High Court Of Allahabad
Commissioner Of Wealth Tax vs. Rama Shanker Gupta
Section WT SCH. PART I, PARA A Item No, (2), PARA B, WT Rule 3
A.N. Verma & V.K. Khanna, JJ.
WT Ref. No. 93 of 1986
19th May, 1988
Bharatji Agarwal, for the Revenue : None, for the Assessee
A.N. VERMA, J.:
At the instance of the CWT, the following questions have been, referred for our opinion :
“1. Whether, on the facts and in the circumstances of the case, the Tribunal was correct in law in holding that additional wealth-tax is not chargeable on the value of the interest of the assessee partner in the firms, New Cawnpore Flour Mills and Nagarmal & Co., the assets of which include urban assets ?
2. Whether, on the facts and in the circumstances of the case, the Tribunal was correct in law in setting aside the order under s. 24(2) of the WT Act, 1957, passed by the CWT?”
The facts lie within a narrow compass and may be briefly stated thus. The assessee before us is a co-owner of the property situate at 24/73, Birhana Road, Kanpur. Besides, he is a partner in two firms which, in their turn, also owned immovable properties comprising business premises situate in an urban area. In respect of the asst. yr. 1976-77, the WTO made an assessment of the net wealth of the assessee on 30th March, 1981, at Rs. 19,03,120. This included the assessee’s one-third share in the firm, Nagarmal & Co., taken at Rs. 26,812.
The CWT was of the opinion that the order passed by the WTO was erroneous insofar as it was prejudicial to the interests of the Revenue. He, consequently, initiated proceedings under s. 25(2) of the WT Act, 1957. In the notice issued by him, the CWT pointed out two errors in the order of the WTO. First, that in regard to the property belonging to Nagarmal & Co., in which the assessee had a share, there was an appreciation and, if taken into account, the assessee’s share would work out to Rs. 1,35,724 as against Rs. 26,812 arid, therefore, there was an undervaluation of the assessee’s share in the aforesaid firm to the extent of Rs. 1,08,912. This observation of the CWT was stated to be based on the value of the property as worked out by the Departmental valuer. Second, that the assessee had been undercharged additional wealth-tax leviable on urban assets.
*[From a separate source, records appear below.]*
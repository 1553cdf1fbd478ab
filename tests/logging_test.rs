//! TDD-Light tests for logging initialization.

use swapcore::telemetry::{init_logging, LogConfig, LogError, LogFormat};

#[test]
fn logging_initializes_once_then_reports_already_initialized() {
    let config = LogConfig {
        format: LogFormat::Pretty,
        level: "swapcore=debug".to_string(),
    };

    assert!(init_logging(&config).is_ok());
    assert!(matches!(
        init_logging(&config),
        Err(LogError::AlreadyInitialized)
    ));
}

#[test]
fn logging_rejects_malformed_filters() {
    let config = LogConfig {
        format: LogFormat::Json,
        level: "swapcore==debug==extra".to_string(),
    };

    assert!(matches!(
        init_logging(&config),
        Err(LogError::InvalidFilter(_))
    ));
}
pub mod equity;
pub mod metrics;
pub mod orchestrator;
pub mod simulator;
pub mod synthetic;

pub use equity::*;
pub use metrics::*;
pub use orchestrator::*;
pub use simulator::*;
pub use synthetic::*;
use thiserror::Error;

/// Errors surfaced by the validation engine.
///
/// Insufficient history is deliberately NOT an error: the simulator returns
/// an empty ledger and every downstream stage produces neutral values for it.
#[derive(Debug, Error)]
pub enum ValidatorError {
    /// Caller contract violation (zero capital, out-of-range risk, zero-width
    /// stop). Fails fast instead of silently producing infinite position size.
    #[error("degenerate input: {0}")]
    DegenerateInput(String),

    /// The upstream bar provider could not deliver data.
    #[error("historical data unavailable: {0}")]
    DataUnavailable(String),

    /// Bar timestamps must be strictly increasing.
    #[error("bar series not strictly ordered at index {0}")]
    UnorderedBars(usize),
}
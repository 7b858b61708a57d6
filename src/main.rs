mod analysis;
mod costs;
mod data;
mod engine;
mod error;
mod indicators;
mod types;

use anyhow::{anyhow, Result};
use chrono::{NaiveDate, NaiveTime};
use clap::{Parser, Subcommand};
use rust_decimal::Decimal;
use tracing::{info, Level};
use tracing_subscriber::FmtSubscriber;

use analysis::{MonteCarloConfig, MonteCarloSimulator};
use data::JsonBarFile;
use engine::{BacktestOrchestrator, BacktestRequest};
use types::{Direction, SignalSpec};

#[derive(Parser)]
#[command(name = "backtest-validator")]
#[command(version = "0.1.0")]
#[command(about = "Backtest validation engine: simulation, Monte Carlo, walk-forward and reality checks", long_about = None)]
struct Cli {
    #[command(subcommand)]
    command: Commands,

    /// Enable verbose logging
    #[arg(short, long)]
    verbose: bool,
}

#[derive(Subcommand)]
enum Commands {
    /// Validate a signal against historical candles
    Run {
        /// JSON file with an array of OHLCV bars
        #[arg(short, long)]
        bars: String,
        /// Trading symbol, e.g. BTC/USDT
        #[arg(long, default_value = "BTC/USDT")]
        symbol: String,
        /// Candle timeframe label, e.g. 1h
        #[arg(long, default_value = "1h")]
        timeframe: String,
        /// Trade direction: long or short
        #[arg(short, long, default_value = "long")]
        direction: String,
        /// Stop-loss distance in ATR multiples
        #[arg(long, default_value = "2.0")]
        stop_atr: f64,
        /// Take-profit distance in ATR multiples
        #[arg(long, default_value = "3.0")]
        target_atr: f64,
        /// Start date (YYYY-MM-DD)
        #[arg(short, long)]
        start: String,
        /// End date (YYYY-MM-DD)
        #[arg(short, long)]
        end: String,
        /// Initial capital
        #[arg(long, default_value = "10000")]
        capital: f64,
        /// Risk per trade as a percentage of capital
        #[arg(long, default_value = "2")]
        risk: f64,
        /// Monte Carlo simulation count
        #[arg(long, default_value = "10000")]
        simulations: usize,
        /// Walk-forward in-sample share, 0-100
        #[arg(long, default_value = "70")]
        in_sample_pct: f64,
        /// Walk-forward window length in days
        #[arg(long, default_value = "30")]
        window_days: i64,
        /// RNG seed for reproducible Monte Carlo runs
        #[arg(long)]
        seed: Option<u64>,
        /// Generate a synthetic ledger when bars cannot be loaded
        #[arg(long)]
        synthetic_fallback: bool,
        /// Write the full report as JSON to this path
        #[arg(short, long)]
        output: Option<String>,
    },
    /// Monte Carlo resampling over a raw list of trade P&L values
    Montecarlo {
        /// JSON file with an array of P&L numbers
        #[arg(short, long)]
        pnls: String,
        /// Initial capital
        #[arg(long, default_value = "10000")]
        capital: f64,
        /// Simulation count
        #[arg(long, default_value = "10000")]
        simulations: usize,
        /// RNG seed for reproducible runs
        #[arg(long)]
        seed: Option<u64>,
    },
}

#[tokio::main]
async fn main() -> Result<()> {
    let cli = Cli::parse();

    // Initialize logging
    let log_level = if cli.verbose { Level::DEBUG } else { Level::INFO };
    let subscriber = FmtSubscriber::builder()
        .with_max_level(log_level)
        .with_target(false)
        .with_thread_ids(false)
        .with_file(false)
        .with_line_number(false)
        .finish();
    tracing::subscriber::set_global_default(subscriber)?;

    match cli.command {
        Commands::Run {
            bars,
            symbol,
            timeframe,
            direction,
            stop_atr,
            target_atr,
            start,
            end,
            capital,
            risk,
            simulations,
            in_sample_pct,
            window_days,
            seed,
            synthetic_fallback,
            output,
        } => {
            let direction = Direction::from_str(&direction)
                .ok_or_else(|| anyhow!("Invalid direction: {direction}. Use long or short"))?;
            let start = parse_day_start(&start)?;
            let end = parse_day_start(&end)?;

            let signal = SignalSpec::new(symbol, timeframe, direction)
                .with_multiples(Decimal::try_from(stop_atr)?, Decimal::try_from(target_atr)?);
            let mut request = BacktestRequest::new(signal, start, end);
            request.initial_capital = Decimal::try_from(capital)?;
            request.risk_per_trade_pct = Decimal::try_from(risk)?;
            request.allow_synthetic_fallback = synthetic_fallback;
            request.monte_carlo.num_simulations = simulations;
            request.monte_carlo.seed = seed;
            request.walk_forward.in_sample_pct = in_sample_pct;
            request.walk_forward.window_days = window_days;
            request.synthetic.seed = seed;

            let orchestrator = BacktestOrchestrator::new(JsonBarFile::new(&bars));
            let report = orchestrator.run(&request).await?;
            report.print_summary();

            if let Some(path) = output {
                let json = serde_json::to_string_pretty(&report)?;
                std::fs::write(&path, json)?;
                info!("Report saved to {}", path);
            }
        }
        Commands::Montecarlo {
            pnls,
            capital,
            simulations,
            seed,
        } => {
            let raw = std::fs::read_to_string(&pnls)?;
            let values: Vec<f64> = serde_json::from_str(&raw)
                .map_err(|e| anyhow!("Invalid P&L file {pnls}: {e}"))?;
            let pnls: Vec<Decimal> = values
                .into_iter()
                .map(Decimal::try_from)
                .collect::<Result<_, _>>()?;

            let config = MonteCarloConfig {
                num_simulations: simulations,
                seed,
                ..Default::default()
            };
            let result =
                MonteCarloSimulator::new(config).run_on_pnls(&pnls, Decimal::try_from(capital)?);

            println!("\n=== Monte Carlo ({} runs) ===", result.num_simulations);
            println!("P5:   ${:.2}", result.percentile_5);
            println!("P25:  ${:.2}", result.percentile_25);
            println!("P50:  ${:.2}", result.percentile_50);
            println!("P75:  ${:.2}", result.percentile_75);
            println!("P95:  ${:.2}", result.percentile_95);
            println!("Mean: ${:.2} (std ${:.2})", result.mean_final_equity, result.std_final_equity);
            println!(
                "P(profit): {:.1}%   P(ruin): {:.1}%",
                result.probability_of_profit, result.probability_of_ruin
            );
        }
    }

    Ok(())
}

fn parse_day_start(s: &str) -> Result<chrono::DateTime<chrono::Utc>> {
    let date = NaiveDate::parse_from_str(s, "%Y-%m-%d")
        .map_err(|_| anyhow!("Invalid date format: {s}. Use YYYY-MM-DD"))?;
    let midnight = NaiveTime::from_hms_opt(0, 0, 0).ok_or_else(|| anyhow!("invalid time"))?;
    Ok(date.and_time(midnight).and_utc())
}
When the matter was taken up before the CWT in pursuance of the notice mentioned above, it was urged on behalf of the assessee that the assessee had not been provided with any valuation report indicating the value of the property belonging to Nagarmal & Co. However, if there was any report of the Departmental valuer stating that the value of the property belonging to Nagamal & Co. was Rs. 1,57,000, the assessee would have no objection to the acceptance of the same. The CWT did not give any finding on this plea of the assessee nor deal with the same in his order.With regard to the second error pertaining to the inclusion of the urban assets belonging to the two firms, New Cawnpore Flour Mills and Nagarmal & Co., it was urged on behalf of the assessee that no additional wealth-tax was chargeable on the business premises owned by the firms. The CWT rejected this contention and held against the assessee.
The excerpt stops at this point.